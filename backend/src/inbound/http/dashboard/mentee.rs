//! Mentee pages.
//!
//! ```text
//! GET  /api/v1/dashboard/mentee/overview
//! GET  /api/v1/dashboard/mentee/projects
//! GET  /api/v1/dashboard/mentee/available-projects
//! POST /api/v1/dashboard/mentee/available-projects/{project_id}/apply
//! GET  /api/v1/dashboard/mentee/mentors?search=react&expertise=node
//! GET  /api/v1/dashboard/mentee/tests
//! POST /api/v1/dashboard/mentee/tests/{test_id}/attempts
//! POST /api/v1/dashboard/mentee/submissions
//! GET  /api/v1/dashboard/mentee/feedback
//! ```

use actix_web::{HttpResponse, get, post, web};
use serde::Deserialize;
use utoipa::IntoParams;

use crate::domain::dashboard::{
    FeedbackView, MenteeOverview, MentorCard, MyProjects, ProjectView, RequestView,
    SubmissionView, TestAttempt, TestResult, TestView, WorkDraft,
};
use crate::domain::{Error, ProjectId, TestId};
use crate::inbound::http::ApiResult;
use crate::inbound::http::guard::admit;
use crate::inbound::http::session::SessionContext;
use crate::inbound::http::state::HttpState;

const HOME: &str = "/dashboard/mentee";
const PROJECTS: &str = "/dashboard/mentee/projects";
const AVAILABLE: &str = "/dashboard/mentee/available-projects";
const MENTORS: &str = "/dashboard/mentee/mentors";
const TESTS: &str = "/dashboard/mentee/tests";
const SUBMIT: &str = "/dashboard/mentee/submit";
const FEEDBACK: &str = "/dashboard/mentee/feedback";

/// Filters for the mentor directory.
#[derive(Debug, Default, Deserialize, IntoParams)]
pub struct MentorQuery {
    /// Case-insensitive match on name or expertise.
    pub search: Option<String>,
    /// Exact expertise tag, case-insensitive.
    pub expertise: Option<String>,
}

/// Counts, current project, deadlines and recent feedback.
#[utoipa::path(
    get,
    path = "/api/v1/dashboard/mentee/overview",
    responses(
        (status = 200, description = "Mentee overview", body = MenteeOverview),
        (status = 401, description = "Not signed in", body = Error),
        (status = 403, description = "Not a mentee", body = Error)
    ),
    tags = ["mentee"],
    operation_id = "menteeOverview"
)]
#[get("/dashboard/mentee/overview")]
pub async fn overview(
    state: web::Data<HttpState>,
    session: SessionContext,
) -> ApiResult<web::Json<MenteeOverview>> {
    let me = admit(&state, session, HOME).await?;
    Ok(web::Json(state.mentee.overview(&me).await))
}

/// Approved projects and every application.
#[utoipa::path(
    get,
    path = "/api/v1/dashboard/mentee/projects",
    responses(
        (status = 200, description = "Projects and applications", body = MyProjects),
        (status = 401, description = "Not signed in", body = Error),
        (status = 403, description = "Not a mentee", body = Error)
    ),
    tags = ["mentee"],
    operation_id = "menteeProjects"
)]
#[get("/dashboard/mentee/projects")]
pub async fn my_projects(
    state: web::Data<HttpState>,
    session: SessionContext,
) -> ApiResult<web::Json<MyProjects>> {
    let me = admit(&state, session, PROJECTS).await?;
    Ok(web::Json(state.mentee.my_projects(&me).await))
}

/// Projects open for applications.
#[utoipa::path(
    get,
    path = "/api/v1/dashboard/mentee/available-projects",
    responses(
        (status = 200, description = "Available projects", body = [ProjectView]),
        (status = 401, description = "Not signed in", body = Error),
        (status = 403, description = "Not a mentee", body = Error)
    ),
    tags = ["mentee"],
    operation_id = "availableProjects"
)]
#[get("/dashboard/mentee/available-projects")]
pub async fn available_projects(
    state: web::Data<HttpState>,
    session: SessionContext,
) -> ApiResult<web::Json<Vec<ProjectView>>> {
    admit(&state, session, AVAILABLE).await?;
    Ok(web::Json(state.mentee.available_projects().await))
}

/// Apply to work on a project.
#[utoipa::path(
    post,
    path = "/api/v1/dashboard/mentee/available-projects/{project_id}/apply",
    params(("project_id" = String, Path, description = "Project to apply for")),
    responses(
        (status = 201, description = "Application filed", body = RequestView),
        (status = 400, description = "Project is not open", body = Error),
        (status = 404, description = "Unknown project", body = Error),
        (status = 409, description = "Already applied", body = Error)
    ),
    tags = ["mentee"],
    operation_id = "applyToProject"
)]
#[post("/dashboard/mentee/available-projects/{project_id}/apply")]
pub async fn apply(
    state: web::Data<HttpState>,
    session: SessionContext,
    path: web::Path<ProjectId>,
) -> ApiResult<HttpResponse> {
    let me = admit(&state, session, AVAILABLE).await?;
    let request = state.mentee.apply(&me, path.into_inner()).await?;
    Ok(HttpResponse::Created().json(request))
}

/// Mentor directory.
#[utoipa::path(
    get,
    path = "/api/v1/dashboard/mentee/mentors",
    params(MentorQuery),
    responses(
        (status = 200, description = "Mentors", body = [MentorCard]),
        (status = 401, description = "Not signed in", body = Error),
        (status = 403, description = "Not a mentee", body = Error)
    ),
    tags = ["mentee"],
    operation_id = "mentorDirectory"
)]
#[get("/dashboard/mentee/mentors")]
pub async fn mentors(
    state: web::Data<HttpState>,
    session: SessionContext,
    query: web::Query<MentorQuery>,
) -> ApiResult<web::Json<Vec<MentorCard>>> {
    admit(&state, session, MENTORS).await?;
    let MentorQuery { search, expertise } = query.into_inner();
    Ok(web::Json(
        state
            .mentee
            .mentors(search.as_deref(), expertise.as_deref())
            .await,
    ))
}

/// Tests for projects the mentee has applied to, without answers.
#[utoipa::path(
    get,
    path = "/api/v1/dashboard/mentee/tests",
    responses(
        (status = 200, description = "Tests", body = [TestView]),
        (status = 401, description = "Not signed in", body = Error),
        (status = 403, description = "Not a mentee", body = Error)
    ),
    tags = ["mentee"],
    operation_id = "menteeTests"
)]
#[get("/dashboard/mentee/tests")]
pub async fn tests(
    state: web::Data<HttpState>,
    session: SessionContext,
) -> ApiResult<web::Json<Vec<TestView>>> {
    let me = admit(&state, session, TESTS).await?;
    Ok(web::Json(state.mentee.tests(&me).await))
}

/// Score a test attempt.
#[utoipa::path(
    post,
    path = "/api/v1/dashboard/mentee/tests/{test_id}/attempts",
    params(("test_id" = String, Path, description = "Test being taken")),
    request_body = TestAttempt,
    responses(
        (status = 200, description = "Score", body = TestResult),
        (status = 403, description = "No open application for the project", body = Error),
        (status = 404, description = "Unknown test", body = Error)
    ),
    tags = ["mentee"],
    operation_id = "takeTest"
)]
#[post("/dashboard/mentee/tests/{test_id}/attempts")]
pub async fn take_test(
    state: web::Data<HttpState>,
    session: SessionContext,
    path: web::Path<TestId>,
    payload: web::Json<TestAttempt>,
) -> ApiResult<web::Json<TestResult>> {
    let me = admit(&state, session, TESTS).await?;
    let result = state
        .mentee
        .take_test(&me, path.into_inner(), &payload)
        .await?;
    Ok(web::Json(result))
}

/// Hand in project work as a link, a base64 file, or both.
#[utoipa::path(
    post,
    path = "/api/v1/dashboard/mentee/submissions",
    request_body = WorkDraft,
    responses(
        (status = 201, description = "Submission recorded", body = SubmissionView),
        (status = 400, description = "Invalid request", body = Error),
        (status = 403, description = "No open application for the project", body = Error),
        (status = 404, description = "Unknown project", body = Error)
    ),
    tags = ["mentee"],
    operation_id = "submitProject"
)]
#[post("/dashboard/mentee/submissions")]
pub async fn submit(
    state: web::Data<HttpState>,
    session: SessionContext,
    payload: web::Json<WorkDraft>,
) -> ApiResult<HttpResponse> {
    let me = admit(&state, session, SUBMIT).await?;
    let submission = state.mentee.submit(&me, payload.into_inner()).await?;
    Ok(HttpResponse::Created().json(submission))
}

/// Feedback received, newest first.
#[utoipa::path(
    get,
    path = "/api/v1/dashboard/mentee/feedback",
    responses(
        (status = 200, description = "Feedback", body = [FeedbackView]),
        (status = 401, description = "Not signed in", body = Error),
        (status = 403, description = "Not a mentee", body = Error)
    ),
    tags = ["mentee"],
    operation_id = "menteeFeedback"
)]
#[get("/dashboard/mentee/feedback")]
pub async fn feedback(
    state: web::Data<HttpState>,
    session: SessionContext,
) -> ApiResult<web::Json<Vec<FeedbackView>>> {
    let me = admit(&state, session, FEEDBACK).await?;
    Ok(web::Json(state.mentee.feedback(&me).await))
}

/// Register the mentee endpoints.
pub fn configure(cfg: &mut web::ServiceConfig) {
    cfg.service(overview)
        .service(my_projects)
        .service(available_projects)
        .service(apply)
        .service(mentors)
        .service(tests)
        .service(take_test)
        .service(submit)
        .service(feedback);
}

• What you should do
Filter the listing down to the lines holding the word "HOME", and return those.

• Solution to this exercise
const HOME: &str = "/dashboard/mentee";
    let me = admit(&state, session, HOME).await?;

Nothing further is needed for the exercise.